use crate::chat::{ChatNotifier, LogChatNotifier};
use crate::config::SessionConfig;
use crate::error::CallError;
use crate::event::{CallEvent, EventBus};
use crate::media::MediaSource;
use crate::relay::RelayConnector;
use crate::session::session::{Session, SessionCommand, SessionDeps};
use crate::session::snapshot::SessionSnapshot;
use crate::transport::PeerConnector;
use huddle_core::{PeerId, RoomId};
use std::sync::Arc;
use tokio::sync::{mpsc, oneshot};
use tokio::task::JoinHandle;
use tracing::{debug, error, info};

struct ActiveSession {
    room_id: RoomId,
    local_peer_id: PeerId,
    shutdown: oneshot::Sender<()>,
    commands: mpsc::Sender<SessionCommand>,
    task: JoinHandle<()>,
}

/// Entry point for the UI: joins and leaves rooms and publishes
/// [`CallEvent`]s to subscribers.
///
/// Holds at most one session. Dropping the manager ends the session in the
/// background.
pub struct CallManager {
    media: Arc<dyn MediaSource>,
    relay: Arc<dyn RelayConnector>,
    connector: Arc<dyn PeerConnector>,
    chat: Arc<dyn ChatNotifier>,
    config: SessionConfig,
    events: EventBus,
    active: Option<ActiveSession>,
}

impl CallManager {
    pub fn new(
        media: Arc<dyn MediaSource>,
        relay: Arc<dyn RelayConnector>,
        connector: Arc<dyn PeerConnector>,
    ) -> Self {
        Self {
            media,
            relay,
            connector,
            chat: Arc::new(LogChatNotifier),
            config: SessionConfig::default(),
            events: EventBus::new(),
            active: None,
        }
    }

    pub fn with_config(mut self, config: SessionConfig) -> Self {
        self.config = config;
        self
    }

    pub fn with_chat(mut self, chat: Arc<dyn ChatNotifier>) -> Self {
        self.chat = chat;
        self
    }

    pub fn subscribe(&self) -> mpsc::UnboundedReceiver<CallEvent> {
        self.events.subscribe()
    }

    /// True while a session is running. A session ended by relay loss is
    /// no longer active.
    pub fn is_active(&self) -> bool {
        self.active
            .as_ref()
            .is_some_and(|active| !active.task.is_finished())
    }

    pub fn room_id(&self) -> Option<&RoomId> {
        self.active
            .as_ref()
            .filter(|active| !active.task.is_finished())
            .map(|active| &active.room_id)
    }

    /// Acquire local media, register with the relay and start the session.
    ///
    /// Joining the room already joined is a no-op. On error no session is
    /// created and the manager accepts another `join`.
    pub async fn join(&mut self, room_id: RoomId, local_peer_id: PeerId) -> Result<(), CallError> {
        self.reap_finished();

        if let Some(active) = &self.active {
            if active.room_id == room_id && active.local_peer_id == local_peer_id {
                debug!("Already in room '{}' as {}", room_id, local_peer_id);
                return Ok(());
            }
            return Err(self.report(CallError::AlreadyJoined(active.room_id.clone())));
        }

        info!("Joining room '{}' as {}", room_id, local_peer_id);

        let local_stream = self
            .media
            .acquire()
            .await
            .map_err(|e| self.report(CallError::MediaUnavailable(e)))?;

        let relay = match self.relay.connect(&room_id, &local_peer_id).await {
            Ok(relay) => relay,
            Err(e) => {
                local_stream.release();
                return Err(self.report(e.into()));
            }
        };

        let (command_tx, command_rx) = mpsc::channel(16);
        let (shutdown_tx, shutdown_rx) = oneshot::channel();
        let session = Session::new(
            room_id.clone(),
            local_peer_id.clone(),
            local_stream,
            relay,
            command_rx,
            SessionDeps {
                connector: self.connector.clone(),
                events: self.events.clone(),
                chat: self.chat.clone(),
                config: self.config.clone(),
            },
        );
        let task = tokio::spawn(session.run(shutdown_rx));

        self.chat.call_started(&room_id, &local_peer_id);
        self.active = Some(ActiveSession {
            room_id,
            local_peer_id,
            shutdown: shutdown_tx,
            commands: command_tx,
            task,
        });
        Ok(())
    }

    /// End the session and wait for its teardown. No-op without a session.
    pub async fn leave(&mut self) {
        let Some(active) = self.active.take() else {
            debug!("leave: no active session");
            return;
        };

        info!("Leaving room '{}'", active.room_id);
        let _ = active.shutdown.send(());
        if let Err(e) = active.task.await {
            error!("Call session task failed: {}", e);
        }
    }

    pub async fn snapshot(&self) -> Option<SessionSnapshot> {
        let active = self.active.as_ref()?;
        let (tx, rx) = oneshot::channel();
        active
            .commands
            .send(SessionCommand::Snapshot(tx))
            .await
            .ok()?;
        rx.await.ok()
    }

    fn reap_finished(&mut self) {
        if self
            .active
            .as_ref()
            .is_some_and(|active| active.task.is_finished())
        {
            debug!("Clearing session that already ended");
            self.active = None;
        }
    }

    fn report(&self, error: CallError) -> CallError {
        error!("Call error: {}", error);
        self.events.publish(CallEvent::Error(error.clone()));
        error
    }
}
* * *
**Task statement:**
What you return should match every line above exactly.

**Answer for the task:**
use crate::chat::{ChatNotifier, LogChatNotifier};
use crate::config::SessionConfig;
use crate::error::CallError;
use crate::event::{CallEvent, EventBus};
use crate::media::MediaSource;
use crate::relay::RelayConnector;
use crate::session::session::{Session, SessionCommand, SessionDeps};
use crate::session::snapshot::SessionSnapshot;
use crate::transport::PeerConnector;
use huddle_core::{PeerId, RoomId};
use std::sync::Arc;
use tokio::sync::{mpsc, oneshot};
use tokio::task::JoinHandle;
use tracing::{debug, error, info};

struct ActiveSession {
    room_id: RoomId,
    local_peer_id: PeerId,
    shutdown: oneshot::Sender<()>,
    commands: mpsc::Sender<SessionCommand>,
    task: JoinHandle<()>,
}

/// Entry point for the UI: joins and leaves rooms and publishes
/// [`CallEvent`]s to subscribers.
///
/// Holds at most one session. Dropping the manager ends the session in the
/// background.
pub struct CallManager {
    media: Arc<dyn MediaSource>,
    relay: Arc<dyn RelayConnector>,
    connector: Arc<dyn PeerConnector>,
    chat: Arc<dyn ChatNotifier>,
    config: SessionConfig,
    events: EventBus,
    active: Option<ActiveSession>,
}

impl CallManager {
    pub fn new(
        media: Arc<dyn MediaSource>,
        relay: Arc<dyn RelayConnector>,
        connector: Arc<dyn PeerConnector>,
    ) -> Self {
        Self {
            media,
            relay,
            connector,
            chat: Arc::new(LogChatNotifier),
            config: SessionConfig::default(),
            events: EventBus::new(),
            active: None,
        }
    }

    pub fn with_config(mut self, config: SessionConfig) -> Self {
        self.config = config;
        self
    }

    pub fn with_chat(mut self, chat: Arc<dyn ChatNotifier>) -> Self {
        self.chat = chat;
        self
    }

    pub fn subscribe(&self) -> mpsc::UnboundedReceiver<CallEvent> {
        self.events.subscribe()
    }

    /// True while a session is running. A session ended by relay loss is
    /// no longer active.
    pub fn is_active(&self) -> bool {
        self.active
            .as_ref()
            .is_some_and(|active| !active.task.is_finished())
    }

    pub fn room_id(&self) -> Option<&RoomId> {
        self.active
            .as_ref()
            .filter(|active| !active.task.is_finished())
            .map(|active| &active.room_id)
    }

    /// Acquire local media, register with the relay and start the session.
    ///
    /// Joining the room already joined is a no-op. On error no session is
    /// created and the manager accepts another `join`.
    pub async fn join(&mut self, room_id: RoomId, local_peer_id: PeerId) -> Result<(), CallError> {
        self.reap_finished();

        if let Some(active) = &self.active {
            if active.room_id == room_id && active.local_peer_id == local_peer_id {
                debug!("Already in room '{}' as {}", room_id, local_peer_id);
                return Ok(());
            }
            return Err(self.report(CallError::AlreadyJoined(active.room_id.clone())));
        }

        info!("Joining room '{}' as {}", room_id, local_peer_id);

        let local_stream = self
            .media
            .acquire()
            .await
            .map_err(|e| self.report(CallError::MediaUnavailable(e)))?;

        let relay = match self.relay.connect(&room_id, &local_peer_id).await {
            Ok(relay) => relay,
            Err(e) => {
                local_stream.release();
                return Err(self.report(e.into()));
            }
        };

        let (command_tx, command_rx) = mpsc::channel(16);
        let (shutdown_tx, shutdown_rx) = oneshot::channel();
        let session = Session::new(
            room_id.clone(),
            local_peer_id.clone(),
            local_stream,
            relay,
            command_rx,
            SessionDeps {
                connector: self.connector.clone(),
                events: self.events.clone(),
                chat: self.chat.clone(),
                config: self.config.clone(),
            },
        );
        let task = tokio::spawn(session.run(shutdown_rx));

        self.chat.call_started(&room_id, &local_peer_id);
        self.active = Some(ActiveSession {
            room_id,
            local_peer_id,
            shutdown: shutdown_tx,
            commands: command_tx,
            task,
        });
        Ok(())
    }

    /// End the session and wait for its teardown. No-op without a session.
    pub async fn leave(&mut self) {
        let Some(active) = self.active.take() else {
            debug!("leave: no active session");
            return;
        };

        info!("Leaving room '{}'", active.room_id);
        let _ = active.shutdown.send(());
        if let Err(e) = active.task.await {
            error!("Call session task failed: {}", e);
        }
    }

    pub async fn snapshot(&self) -> Option<SessionSnapshot> {
        let active = self.active.as_ref()?;
        let (tx, rx) = oneshot::channel();
        active
            .commands
            .send(SessionCommand::Snapshot(tx))
            .await
            .ok()?;
        rx.await.ok()
    }

    fn reap_finished(&mut self) {
        if self
            .active
            .as_ref()
            .is_some_and(|active| active.task.is_finished())
        {
            debug!("Clearing session that already ended");
            self.active = None;
        }
    }

    fn report(&self, error: CallError) -> CallError {
        error!("Call error: {}", error);
        self.events.publish(CallEvent::Error(error.clone()));
        error
    }
}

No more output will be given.